Decompose neuronal responses onto the neuronal basis signals

Timing: 5 min (for step 7 and 8)

This section describes the steps needed to decompose the neuronal signals.

7.
Take the inner-product (dot-product) of each neuronal response with each basis signal b_stop, b_pre and b_post, to compute a weight coefficient.
> coefs_stop = np.dot(M, b_stop)

> coefs_pre = np.dot(M, b_pre)

> coefs_post = np.dot(M, b_post)

Note: Each neuronal response can then be written as a weighted sum of the three basis signals plus some additional component orthogonal to the subspace (considered as noise). The weighted sum of the three basis signals gives an approximation of the original neural response, which resides in the 3-dimensional subspace spanned by the basis signals (Figure 2D).

8.
Keep the neurons for which the fraction of their calcium signal energy (area of the squared signal) that came from the three-dimensional subspace is above a chosen threshold, and discard the rest from the analysis.

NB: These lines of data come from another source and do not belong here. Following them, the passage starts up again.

use serde::{Deserialize, Serialize};
use std::fmt;

use crate::error::ValidationError;
use crate::model::clip::Clip;
use crate::model::ids::{ClipId, TrackId};
use crate::model::time::{Time, TimeRange};
use crate::model::transition::{Boundary, Transition};

#[derive(Serialize, Deserialize, Clone, Copy, PartialEq, Eq, Hash, Debug)]
#[serde(rename_all = "lowercase")]
pub enum TrackKind {
    Video,
    Audio,
    Subtitle,
}

impl fmt::Display for TrackKind {
    fn fmt(&self, f: &mut fmt::Formatter<'_>) -> fmt::Result {
        let s = match self {
            TrackKind::Video => "video",
            TrackKind::Audio => "audio",
            TrackKind::Subtitle => "subtitle",
        };
        write!(f, "{}", s)
    }
}

/// An ordered, non-overlapping lane of clips of one kind.
///
/// `clips` is kept sorted by position; every mutation goes through the editor handlers,
/// which re-validate the lane before a new timeline is published.
#[derive(Serialize, Deserialize, Clone, PartialEq, Debug)]
pub struct Track {
    pub id: TrackId,
    pub kind: TrackKind,
    pub name: String,
    #[serde(default)]
    pub clips: Vec<Clip>,
    #[serde(default)]
    pub transitions: Vec<Transition>,
    #[serde(default)]
    pub muted: bool,
    #[serde(default)]
    pub locked: bool,
    #[serde(default = "default_gain")]
    pub gain: f64,
}

fn default_gain() -> f64 {
    1.0
}

impl Track {
    pub fn new(id: TrackId, kind: TrackKind, name: &str) -> Self {
        Self {
            id,
            kind,
            name: name.to_string(),
            clips: Vec::new(),
            transitions: Vec::new(),
            muted: false,
            locked: false,
            gain: 1.0,
        }
    }

    pub fn clip(&self, clip_id: ClipId) -> Option<&Clip> {
        self.clips.iter().find(|c| c.id == clip_id)
    }

    pub fn clip_index(&self, clip_id: ClipId) -> Option<usize> {
        self.clips.iter().position(|c| c.id == clip_id)
    }

    pub fn clip_mut(&mut self, clip_id: ClipId) -> Option<&mut Clip> {
        self.clips.iter_mut().find(|c| c.id == clip_id)
    }

    /// Clip covering `time`, if any.
    pub fn clip_at(&self, time: Time) -> Option<&Clip> {
        let idx = self.clips.partition_point(|c| c.end() <= time);
        self.clips.get(idx).filter(|c| c.range().contains(time))
    }

    pub fn end(&self) -> Time {
        self.clips.last().map(Clip::end).unwrap_or(Time::ZERO)
    }

    /// Fails with `Overlap` if `range` intersects any clip other than `exclude`.
    pub fn check_free(&self, range: TimeRange, exclude: Option<ClipId>) -> Result<(), ValidationError> {
        match self
            .clips
            .iter()
            .filter(|c| Some(c.id) != exclude)
            .find(|c| c.range().overlaps(&range))
        {
            Some(conflict) => Err(ValidationError::Overlap {
                track_id: self.id,
                range,
                conflicting: conflict.id,
            }),
            None => Ok(()),
        }
    }

    /// Inserts keeping position order. Callers check for overlap first.
    pub fn insert_sorted(&mut self, clip: Clip) {
        let idx = self.clips.partition_point(|c| c.position <= clip.position);
        self.clips.insert(idx, clip);
    }

    pub fn remove_clip(&mut self, clip_id: ClipId) -> Option<Clip> {
        let idx = self.clip_index(clip_id)?;
        Some(self.clips.remove(idx))
    }

    /// Gaps between clips inside `within`, ignoring `exclude`.
    pub fn free_intervals(&self, within: TimeRange, exclude: Option<ClipId>) -> Vec<TimeRange> {
        let mut gaps = Vec::new();
        let mut cursor = within.start;
        for clip in self.clips.iter().filter(|c| Some(c.id) != exclude) {
            if clip.end() <= cursor {
                continue;
            }
            if clip.position >= within.end {
                break;
            }
            if clip.position > cursor {
                gaps.push(TimeRange::new(cursor, clip.position));
            }
            cursor = cursor.max(clip.end());
        }
        if cursor < within.end {
            gaps.push(TimeRange::new(cursor, within.end));
        }
        gaps
    }

    /// Start position closest to `desired` where `duration` fits without overlap.
    pub fn nearest_free_slot(&self, desired: Time, duration: Time, exclude: Option<ClipId>) -> Time {
        let desired = desired.max(Time::ZERO);
        let horizon = TimeRange::new(Time::ZERO, Time::MAX);
        self.free_intervals(horizon, exclude)
            .into_iter()
            .filter(|gap| gap.duration() >= duration)
            .map(|gap| {
                let latest_start = gap.end - duration;
                desired.clamp(gap.start, latest_start)
            })
            .min_by_key(|start| ((*start - desired).as_micros().abs(), *start))
            .unwrap_or(desired)
    }

    pub fn transitions_for(&self, clip_id: ClipId) -> impl Iterator<Item = &Transition> {
        self.transitions
            .iter()
            .filter(move |t| t.boundary.involves(clip_id))
    }

    /// Edit point of a boundary and the longest transition it can hold, if the boundary
    /// is currently valid on this track.
    pub fn boundary_extent(&self, boundary: &Boundary) -> Option<(Time, Time)> {
        match *boundary {
            Boundary::Cut { left, right } => {
                let (l, r) = (self.clip(left)?, self.clip(right)?);
                (l.end() == r.position).then(|| (r.position, l.duration.min(r.duration)))
            }
            Boundary::In { clip } => {
                let c = self.clip(clip)?;
                let touched = self.clips.iter().any(|o| o.end() == c.position && o.id != c.id);
                (!touched).then_some((c.position, c.duration))
            }
            Boundary::Out { clip } => {
                let c = self.clip(clip)?;
                let touched = self.clips.iter().any(|o| o.position == c.end() && o.id != c.id);
                (!touched).then_some((c.end(), c.duration))
            }
        }
    }

    /// Drops transitions whose boundary no longer exists and clamps the rest.
    pub fn reconcile_transitions(&mut self) {
        let mut kept = Vec::with_capacity(self.transitions.len());
        for mut transition in std::mem::take(&mut self.transitions) {
            match self.boundary_extent(&transition.boundary) {
                Some((_, max)) => {
                    transition.duration = transition.duration.min(max);
                    kept.push(transition);
                }
                None => log::debug!(
                    "Dropping transition {} on track {}: boundary no longer valid",
                    transition.id,
                    self.id
                ),
            }
        }
        self.transitions = kept;
    }

    /// Full structural check of the lane.
    pub fn validate(&self) -> Result<(), ValidationError> {
        for clip in &self.clips {
            if clip.track_id != self.id {
                return Err(ValidationError::InvalidClip {
                    clip_id: clip.id,
                    reason: format!("owned by {} but stored on {}", clip.track_id, self.id),
                });
            }
            clip.validate()?;
        }
        for pair in self.clips.windows(2) {
            let (a, b) = (&pair[0], &pair[1]);
            if b.position < a.end() {
                return Err(ValidationError::Overlap {
                    track_id: self.id,
                    range: b.range(),
                    conflicting: a.id,
                });
            }
        }
        for transition in &self.transitions {
            match self.boundary_extent(&transition.boundary) {
                Some((_, max)) if transition.duration.is_positive() && transition.duration <= max => {}
                _ => return Err(ValidationError::InvalidTransition(transition.id)),
            }
        }
        Ok(())
    }
}

#[cfg(test)]
mod tests {
    use super::*;
    use crate::model::clip::MediaRef;
    use crate::model::ids::MediaId;

    fn clip(track: TrackId, start: i64, end: i64) -> Clip {
        Clip {
            id: ClipId::new_v4(),
            track_id: track,
            media: MediaRef::new(MediaId::new_v4(), Time::from_secs(100)),
            position: Time::from_secs(start),
            duration: Time::from_secs(end - start),
            trim_in: Time::ZERO,
            trim_out: Time::from_secs(end - start),
            effects: Vec::new(),
            volume: 1.0,
            speed: 1.0,
        }
    }

    #[test]
    fn free_intervals_report_gaps() {
        let mut track = Track::new(TrackId::new_v4(), TrackKind::Video, "V1");
        track.insert_sorted(clip(track.id, 2, 4));
        track.insert_sorted(clip(track.id, 6, 8));
        let gaps = track.free_intervals(TimeRange::new(Time::ZERO, Time::from_secs(10)), None);
        assert_eq!(
            gaps,
            vec![
                TimeRange::new(Time::ZERO, Time::from_secs(2)),
                TimeRange::new(Time::from_secs(4), Time::from_secs(6)),
                TimeRange::new(Time::from_secs(8), Time::from_secs(10)),
            ]
        );
    }

    #[test]
    fn nearest_free_slot_moves_to_closest_gap() {
        let mut track = Track::new(TrackId::new_v4(), TrackKind::Video, "V1");
        track.insert_sorted(clip(track.id, 0, 5));
        track.insert_sorted(clip(track.id, 7, 10));
        // 2s clip wanted at 4 fits in the [5, 7) gap.
        assert_eq!(
            track.nearest_free_slot(Time::from_secs(4), Time::from_secs(2), None),
            Time::from_secs(5)
        );
        // 3s clip does not fit the gap, falls after the last clip.
        assert_eq!(
            track.nearest_free_slot(Time::from_secs(4), Time::from_secs(3), None),
            Time::from_secs(10)
        );
    }

    #[test]
    fn clip_at_uses_half_open_ranges() {
        let mut track = Track::new(TrackId::new_v4(), TrackKind::Video, "V1");
        let a = clip(track.id, 0, 5);
        let b = clip(track.id, 5, 10);
        let (a_id, b_id) = (a.id, b.id);
        track.insert_sorted(a);
        track.insert_sorted(b);
        assert_eq!(track.clip_at(Time::from_secs(5)).map(|c| c.id), Some(b_id));
        assert_eq!(track.clip_at(Time::from_micros(4_999_999)).map(|c| c.id), Some(a_id));
        assert!(track.clip_at(Time::from_secs(10)).is_none());
    }
}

> energy_stop = coefs_stop∗∗2

> energy_pre = coefs_pre∗∗2

> energy_post = coefs_post∗∗2

> percentages=(energy_stop+energy_pre+energy_post)/np.sum(s∗∗2)

Note: For different approaches, one can either keep the neurons that have their energy ratio above a fixed percentage (e.g., greater than 80% or the fraction of energy captured by the subspace), or above twice the standard deviation from the mean energy, or above a determined percentile in the ratio distribution (e.g., highest 80%).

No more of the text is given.